_Task item_.
Please say how many lines in the material include the string "rebroadcast", and nothing else.

***

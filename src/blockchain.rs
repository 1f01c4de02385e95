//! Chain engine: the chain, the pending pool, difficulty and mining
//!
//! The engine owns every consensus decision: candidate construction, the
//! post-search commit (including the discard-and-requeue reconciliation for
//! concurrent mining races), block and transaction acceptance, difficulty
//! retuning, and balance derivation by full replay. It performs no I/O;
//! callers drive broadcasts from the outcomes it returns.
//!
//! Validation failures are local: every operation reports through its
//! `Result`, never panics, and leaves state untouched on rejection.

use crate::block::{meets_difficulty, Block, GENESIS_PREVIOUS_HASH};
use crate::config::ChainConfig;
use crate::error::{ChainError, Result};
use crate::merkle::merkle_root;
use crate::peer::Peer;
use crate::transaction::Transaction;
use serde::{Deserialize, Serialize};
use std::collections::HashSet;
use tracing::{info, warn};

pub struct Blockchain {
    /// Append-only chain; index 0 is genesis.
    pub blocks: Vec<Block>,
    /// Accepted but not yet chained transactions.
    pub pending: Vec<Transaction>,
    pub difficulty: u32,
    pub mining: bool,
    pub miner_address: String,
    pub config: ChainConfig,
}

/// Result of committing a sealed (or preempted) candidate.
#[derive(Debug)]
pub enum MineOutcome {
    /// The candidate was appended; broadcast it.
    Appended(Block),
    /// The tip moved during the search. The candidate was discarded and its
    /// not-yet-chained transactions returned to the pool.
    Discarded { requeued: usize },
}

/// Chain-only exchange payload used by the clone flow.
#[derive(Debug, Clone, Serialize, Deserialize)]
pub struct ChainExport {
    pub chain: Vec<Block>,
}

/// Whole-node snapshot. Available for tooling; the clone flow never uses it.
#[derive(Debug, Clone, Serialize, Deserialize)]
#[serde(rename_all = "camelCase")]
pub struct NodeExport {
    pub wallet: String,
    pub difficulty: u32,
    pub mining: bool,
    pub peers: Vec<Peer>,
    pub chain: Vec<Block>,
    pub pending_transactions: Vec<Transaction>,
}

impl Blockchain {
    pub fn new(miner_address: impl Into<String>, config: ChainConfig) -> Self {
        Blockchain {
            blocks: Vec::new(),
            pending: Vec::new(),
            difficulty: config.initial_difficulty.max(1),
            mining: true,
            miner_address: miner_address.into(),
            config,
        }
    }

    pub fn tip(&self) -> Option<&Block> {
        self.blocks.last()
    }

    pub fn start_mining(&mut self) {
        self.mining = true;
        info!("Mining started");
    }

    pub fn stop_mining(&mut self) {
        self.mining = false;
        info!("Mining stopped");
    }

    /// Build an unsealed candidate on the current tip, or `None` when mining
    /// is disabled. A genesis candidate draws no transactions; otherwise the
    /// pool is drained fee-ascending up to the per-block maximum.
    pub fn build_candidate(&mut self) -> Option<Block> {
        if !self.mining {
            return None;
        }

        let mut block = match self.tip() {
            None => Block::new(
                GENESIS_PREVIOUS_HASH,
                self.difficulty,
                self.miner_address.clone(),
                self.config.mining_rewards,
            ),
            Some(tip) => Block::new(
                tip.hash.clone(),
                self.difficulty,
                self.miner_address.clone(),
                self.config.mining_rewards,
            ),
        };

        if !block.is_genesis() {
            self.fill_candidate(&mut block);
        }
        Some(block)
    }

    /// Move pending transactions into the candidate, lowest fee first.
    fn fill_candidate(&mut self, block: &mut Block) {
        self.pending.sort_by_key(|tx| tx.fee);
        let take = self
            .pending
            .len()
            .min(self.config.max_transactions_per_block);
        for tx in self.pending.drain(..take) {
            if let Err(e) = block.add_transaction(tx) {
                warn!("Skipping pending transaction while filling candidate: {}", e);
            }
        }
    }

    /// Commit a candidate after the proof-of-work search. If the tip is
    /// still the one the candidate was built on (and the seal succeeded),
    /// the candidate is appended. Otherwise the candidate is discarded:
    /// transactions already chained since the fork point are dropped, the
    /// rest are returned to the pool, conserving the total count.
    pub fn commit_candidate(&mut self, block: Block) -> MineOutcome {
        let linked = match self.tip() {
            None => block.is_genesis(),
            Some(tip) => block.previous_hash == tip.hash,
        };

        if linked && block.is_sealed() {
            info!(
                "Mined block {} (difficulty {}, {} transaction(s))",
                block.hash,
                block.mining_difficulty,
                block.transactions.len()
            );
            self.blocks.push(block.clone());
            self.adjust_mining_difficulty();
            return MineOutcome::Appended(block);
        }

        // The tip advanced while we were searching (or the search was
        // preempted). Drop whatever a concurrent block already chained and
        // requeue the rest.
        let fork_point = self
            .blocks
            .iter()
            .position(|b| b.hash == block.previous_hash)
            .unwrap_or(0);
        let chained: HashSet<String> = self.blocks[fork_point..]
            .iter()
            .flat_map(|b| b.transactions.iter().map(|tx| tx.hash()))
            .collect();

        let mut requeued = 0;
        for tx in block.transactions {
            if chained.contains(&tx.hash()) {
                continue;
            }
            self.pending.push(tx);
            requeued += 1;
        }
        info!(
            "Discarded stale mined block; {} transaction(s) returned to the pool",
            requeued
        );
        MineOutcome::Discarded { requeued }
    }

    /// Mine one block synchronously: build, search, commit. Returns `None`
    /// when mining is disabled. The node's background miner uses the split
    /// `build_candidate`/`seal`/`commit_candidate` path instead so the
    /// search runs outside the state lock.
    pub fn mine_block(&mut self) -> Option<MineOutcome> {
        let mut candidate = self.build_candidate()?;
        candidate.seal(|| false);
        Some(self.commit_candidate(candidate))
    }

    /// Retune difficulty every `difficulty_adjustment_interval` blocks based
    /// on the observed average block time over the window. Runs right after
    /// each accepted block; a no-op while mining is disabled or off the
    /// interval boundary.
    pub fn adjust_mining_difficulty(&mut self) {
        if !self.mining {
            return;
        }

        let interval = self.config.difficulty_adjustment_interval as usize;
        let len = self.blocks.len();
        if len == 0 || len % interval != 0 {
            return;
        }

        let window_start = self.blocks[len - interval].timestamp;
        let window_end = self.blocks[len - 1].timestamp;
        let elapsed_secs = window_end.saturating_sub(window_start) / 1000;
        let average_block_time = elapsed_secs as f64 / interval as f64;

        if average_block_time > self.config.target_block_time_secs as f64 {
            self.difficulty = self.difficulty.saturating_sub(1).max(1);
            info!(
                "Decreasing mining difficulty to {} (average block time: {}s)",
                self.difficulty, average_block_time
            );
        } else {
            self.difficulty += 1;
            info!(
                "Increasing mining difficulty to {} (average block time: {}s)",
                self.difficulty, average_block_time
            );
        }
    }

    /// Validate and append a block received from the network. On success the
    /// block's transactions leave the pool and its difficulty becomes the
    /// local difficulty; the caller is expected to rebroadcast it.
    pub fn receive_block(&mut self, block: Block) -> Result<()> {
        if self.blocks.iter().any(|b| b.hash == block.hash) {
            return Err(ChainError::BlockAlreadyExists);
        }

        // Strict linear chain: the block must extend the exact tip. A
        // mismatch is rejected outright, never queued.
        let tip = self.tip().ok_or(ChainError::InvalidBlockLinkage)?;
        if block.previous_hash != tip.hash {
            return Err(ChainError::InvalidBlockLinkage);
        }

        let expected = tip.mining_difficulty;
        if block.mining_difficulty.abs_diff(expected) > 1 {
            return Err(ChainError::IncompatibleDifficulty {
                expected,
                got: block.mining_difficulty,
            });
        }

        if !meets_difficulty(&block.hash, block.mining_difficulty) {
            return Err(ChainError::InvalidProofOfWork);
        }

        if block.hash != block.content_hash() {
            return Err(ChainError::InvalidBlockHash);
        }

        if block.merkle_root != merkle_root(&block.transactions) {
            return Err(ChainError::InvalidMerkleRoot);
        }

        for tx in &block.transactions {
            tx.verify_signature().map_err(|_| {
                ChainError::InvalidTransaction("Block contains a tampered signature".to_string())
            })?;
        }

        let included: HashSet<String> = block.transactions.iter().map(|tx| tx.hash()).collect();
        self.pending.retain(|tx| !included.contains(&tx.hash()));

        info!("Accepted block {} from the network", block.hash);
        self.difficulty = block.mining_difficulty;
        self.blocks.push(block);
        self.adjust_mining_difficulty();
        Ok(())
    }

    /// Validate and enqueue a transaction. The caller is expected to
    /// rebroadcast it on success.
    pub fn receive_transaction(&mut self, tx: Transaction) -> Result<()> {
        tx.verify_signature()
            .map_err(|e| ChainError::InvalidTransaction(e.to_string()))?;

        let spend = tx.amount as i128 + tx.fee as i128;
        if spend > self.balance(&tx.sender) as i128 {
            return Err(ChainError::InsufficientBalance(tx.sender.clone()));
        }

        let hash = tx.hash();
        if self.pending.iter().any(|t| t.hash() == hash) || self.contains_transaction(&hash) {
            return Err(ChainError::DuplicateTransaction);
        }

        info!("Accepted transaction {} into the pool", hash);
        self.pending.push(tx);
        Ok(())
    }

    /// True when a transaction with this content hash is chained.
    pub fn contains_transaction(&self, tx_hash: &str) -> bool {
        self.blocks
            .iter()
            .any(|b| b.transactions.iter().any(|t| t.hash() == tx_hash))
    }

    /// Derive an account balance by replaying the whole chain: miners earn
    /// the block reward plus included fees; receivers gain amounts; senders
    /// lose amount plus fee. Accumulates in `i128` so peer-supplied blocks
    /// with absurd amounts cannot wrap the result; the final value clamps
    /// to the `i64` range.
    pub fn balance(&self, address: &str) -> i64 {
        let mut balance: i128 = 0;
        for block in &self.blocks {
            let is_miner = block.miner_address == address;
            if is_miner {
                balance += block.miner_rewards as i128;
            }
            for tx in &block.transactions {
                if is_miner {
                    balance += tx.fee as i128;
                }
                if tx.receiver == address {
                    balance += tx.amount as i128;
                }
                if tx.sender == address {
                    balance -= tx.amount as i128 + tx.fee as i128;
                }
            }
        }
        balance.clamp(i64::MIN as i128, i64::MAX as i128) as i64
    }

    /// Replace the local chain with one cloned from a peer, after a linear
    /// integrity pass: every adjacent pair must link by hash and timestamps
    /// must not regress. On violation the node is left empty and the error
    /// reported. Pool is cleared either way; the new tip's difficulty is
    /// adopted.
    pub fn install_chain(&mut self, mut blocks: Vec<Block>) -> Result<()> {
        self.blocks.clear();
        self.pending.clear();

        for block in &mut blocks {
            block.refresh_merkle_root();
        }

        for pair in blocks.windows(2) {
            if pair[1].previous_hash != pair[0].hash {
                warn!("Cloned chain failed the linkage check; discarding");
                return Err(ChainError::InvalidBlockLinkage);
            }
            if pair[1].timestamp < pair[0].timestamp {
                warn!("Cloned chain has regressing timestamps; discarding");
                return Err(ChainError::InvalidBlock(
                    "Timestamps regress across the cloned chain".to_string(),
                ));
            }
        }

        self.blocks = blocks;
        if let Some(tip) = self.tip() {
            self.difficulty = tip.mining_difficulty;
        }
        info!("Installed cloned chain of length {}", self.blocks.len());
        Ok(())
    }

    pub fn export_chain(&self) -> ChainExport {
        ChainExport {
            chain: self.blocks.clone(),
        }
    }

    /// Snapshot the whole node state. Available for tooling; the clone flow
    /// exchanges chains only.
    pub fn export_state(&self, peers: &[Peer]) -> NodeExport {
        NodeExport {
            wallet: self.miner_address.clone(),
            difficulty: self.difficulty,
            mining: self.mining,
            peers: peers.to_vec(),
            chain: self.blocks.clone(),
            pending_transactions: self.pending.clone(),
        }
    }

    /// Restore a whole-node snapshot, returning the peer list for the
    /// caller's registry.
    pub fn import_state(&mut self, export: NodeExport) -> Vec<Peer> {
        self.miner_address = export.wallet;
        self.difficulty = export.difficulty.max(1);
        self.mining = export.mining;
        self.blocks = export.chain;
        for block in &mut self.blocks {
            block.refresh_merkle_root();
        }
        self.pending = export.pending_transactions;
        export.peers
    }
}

***

_Completed task_.
2